What the task requires: Beginning with the first line below, please restate each line exactly, down to and including the line containing "use validator::Validate;".

*** Data ***

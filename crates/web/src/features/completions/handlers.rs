use axum::{
    Json,
    extract::{Path, Query, State},
    http::StatusCode,
    response::{IntoResponse, Response},
};
use storage::dto::completion::{
    CompletionListQuery, CompletionResponse, EvaluateCompletionRequest, SubmitCompletionRequest,
};
use uuid::Uuid;
use validator::Validate;

use crate::error::WebError;
use crate::state::AppState;

use super::services;

#[utoipa::path(
    post,
    path = "/api/completions",
    request_body = SubmitCompletionRequest,
    responses(
        (status = 201, description = "Completion submitted for review", body = CompletionResponse),
        (status = 400, description = "Validation error"),
        (status = 422, description = "No day template configured for the project day")
    ),
    tag = "completions"
)]
pub async fn submit_completion(
    State(state): State<AppState>,
    Json(req): Json<SubmitCompletionRequest>,
) -> Result<Response, WebError> {
    req.validate()?;

    let record = services::submit_completion(
        state.db.pool(),
        state.policy,
        state.legacy_template_fallback,
        &req,
    )
    .await?;

    Ok((StatusCode::CREATED, Json(CompletionResponse::from(record))).into_response())
}

#[utoipa::path(
    post,
    path = "/api/completions/{record_id}/evaluation",
    params(
        ("record_id" = Uuid, Path, description = "Completion record id")
    ),
    request_body = EvaluateCompletionRequest,
    security(
        ("bearer_auth" = [])
    ),
    responses(
        (status = 200, description = "Completion evaluated", body = CompletionResponse),
        (status = 400, description = "Record is not pending review"),
        (status = 401, description = "Unauthorized"),
        (status = 404, description = "Record not found")
    ),
    tag = "completions"
)]
pub async fn evaluate_completion(
    State(state): State<AppState>,
    Path(record_id): Path<Uuid>,
    Json(req): Json<EvaluateCompletionRequest>,
) -> Result<Response, WebError> {
    req.validate()?;

    let record = services::evaluate_completion(
        state.db.pool(),
        state.policy,
        state.legacy_template_fallback,
        record_id,
        &req,
    )
    .await?;

    Ok(Json(CompletionResponse::from(record)).into_response())
}

#[utoipa::path(
    get,
    path = "/api/completions",
    params(CompletionListQuery),
    responses(
        (status = 200, description = "Completion records", body = Vec<CompletionResponse>)
    ),
    tag = "completions"
)]
pub async fn list_completions(
    State(state): State<AppState>,
    Query(query): Query<CompletionListQuery>,
) -> Result<Response, WebError> {
    let records =
        services::list_completions(state.db.pool(), query.user_id, query.project_id).await?;

    let response: Vec<CompletionResponse> =
        records.into_iter().map(CompletionResponse::from).collect();

    Ok(Json(response).into_response())
}
impl<S: DispatchStore, C: OutboundChannel> DispatchScheduler<S, C> {
    pub fn new(store: S, channel: C, config: SchedulerConfig) -> Self {
        Self {
            store,
            channel,
            config,
            owner: format!("dispatch-{}", Uuid::new_v4()),
        }
    }

    /// Periodic entry point. A failed tick is logged and retried on the
    /// next period.
    pub async fn run(self: Arc<Self>) {
        info!(
            interval = ?self.config.interval,
            owner = %self.owner,
            "starting dispatch scheduler"
        );

        let mut interval = tokio::time::interval(self.config.interval);
        interval.set_missed_tick_behavior(tokio::time::MissedTickBehavior::Delay);

        loop {
            interval.tick().await;

            match self.tick().await {
                Ok(report) if report.lease_held_elsewhere => {
                    debug!("dispatch lease held elsewhere, skipping tick");
                }
                Ok(report) => {
                    if report.tasks_processed > 0 {
                        info!(
                            tasks = report.tasks_processed,
                            delivered = report.delivered,
                            failed = report.failed,
                            "dispatch tick finished"
                        );
                    }
                }
                Err(e) => error!(error = %e, "dispatch tick failed"),
            }
        }
    }

    /// Process all due tasks under the tick lease. A tick that cannot take
    /// the lease is a no-op.
    pub async fn tick(&self) -> Result<TickReport> {
        if !self
            .store
            .acquire_lease(TICK_LEASE, &self.owner, self.config.lease_ttl)
            .await?
        {
            return Ok(TickReport {
                lease_held_elsewhere: true,
                ..TickReport::default()
            });
        }

        let outcome = self.process_due_tasks().await;

        // Released on the error path too; otherwise a failed tick would
        // block dispatch everywhere until the lease expires.
        if let Err(e) = self.store.release_lease(TICK_LEASE, &self.owner).await {
            warn!(error = %e, "failed to release dispatch lease");
        }

        outcome
    }

    async fn process_due_tasks(&self) -> Result<TickReport> {
        let mut report = TickReport::default();

        let due = self.store.due_tasks(Utc::now()).await?;

        for task in due {
            // Claiming before any send closes most of the double-send window.
            if !self.store.mark_sending(task.task_id).await? {
                debug!(task_id = %task.task_id, "task already claimed by another run");
                continue;
            }

            self.fan_out(&task, &mut report).await?;

            // Done unconditionally: delivery is best-effort, and failures
            // live in the per-recipient logs, not in the task status.
            self.store.mark_done(task.task_id).await?;
            report.tasks_processed += 1;
        }

        Ok(report)
    }

    async fn fan_out(&self, task: &DispatchTask, report: &mut TickReport) -> Result<()> {
        let subscribers = self.store.active_subscribers(task.project_id).await?;

        for subscriber in subscribers {
            let log = self.deliver(task, &subscriber).await;

            match log.outcome {
                DispatchOutcome::Success => report.delivered += 1,
                DispatchOutcome::Failure | DispatchOutcome::FailedPermanent => report.failed += 1,
            }

            self.store.append_log(&log).await?;
        }

        Ok(())
    }

    /// Deliver to one recipient. Channel errors never escape this method:
    /// every exit path is a log row, so one bad recipient cannot abort its
    /// siblings or the task.
    async fn deliver(&self, task: &DispatchTask, subscriber: &ActiveSubscriber) -> NewDispatchLog {
        let Some(recipient) = subscriber.channel_user_id.as_deref() else {
            return NewDispatchLog {
                task_id: task.task_id,
                user_id: subscriber.user_id,
                recipient: None,
                outcome: DispatchOutcome::Failure,
                error: Some("recipient not connected".to_string()),
                attempts: 0,
            };
        };

        let max_attempts = self.config.max_attempts.max(1);
        let mut last_error = String::new();

        for attempt in 1..=max_attempts {
            match self
                .channel
                .send(task.project_id, recipient, &task.content)
                .await
            {
                Ok(()) => {
                    return NewDispatchLog {
                        task_id: task.task_id,
                        user_id: subscriber.user_id,
                        recipient: Some(recipient.to_string()),
                        outcome: DispatchOutcome::Success,
                        error: None,
                        attempts: attempt as i32,
                    };
                }
                Err(e) => {
                    last_error = e.to_string();
                    warn!(
                        task_id = %task.task_id,
                        recipient,
                        attempt,
                        error = %last_error,
                        "channel send failed"
                    );

                    if attempt < max_attempts {
                        tokio::time::sleep(self.config.retry_backoff * attempt).await;
                    }
                }
            }
        }

        let outcome = if max_attempts == 1 {
            DispatchOutcome::Failure
        } else {
            DispatchOutcome::FailedPermanent
        };

        NewDispatchLog {
            task_id: task.task_id,
            user_id: subscriber.user_id,
            recipient: Some(recipient.to_string()),
            outcome,
            error: Some(last_error),
            attempts: max_attempts as i32,
        }
    }
}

*** End of Data ***

Task result:
filename crates/web/src/features/completions/handlers.rs
use axum::{
    Json,
    extract::{Path, Query, State},
    http::StatusCode,
    response::{IntoResponse, Response},
};
use storage::dto::completion::{
    CompletionListQuery, CompletionResponse, EvaluateCompletionRequest, SubmitCompletionRequest,
};
use uuid::Uuid;
use validator::Validate;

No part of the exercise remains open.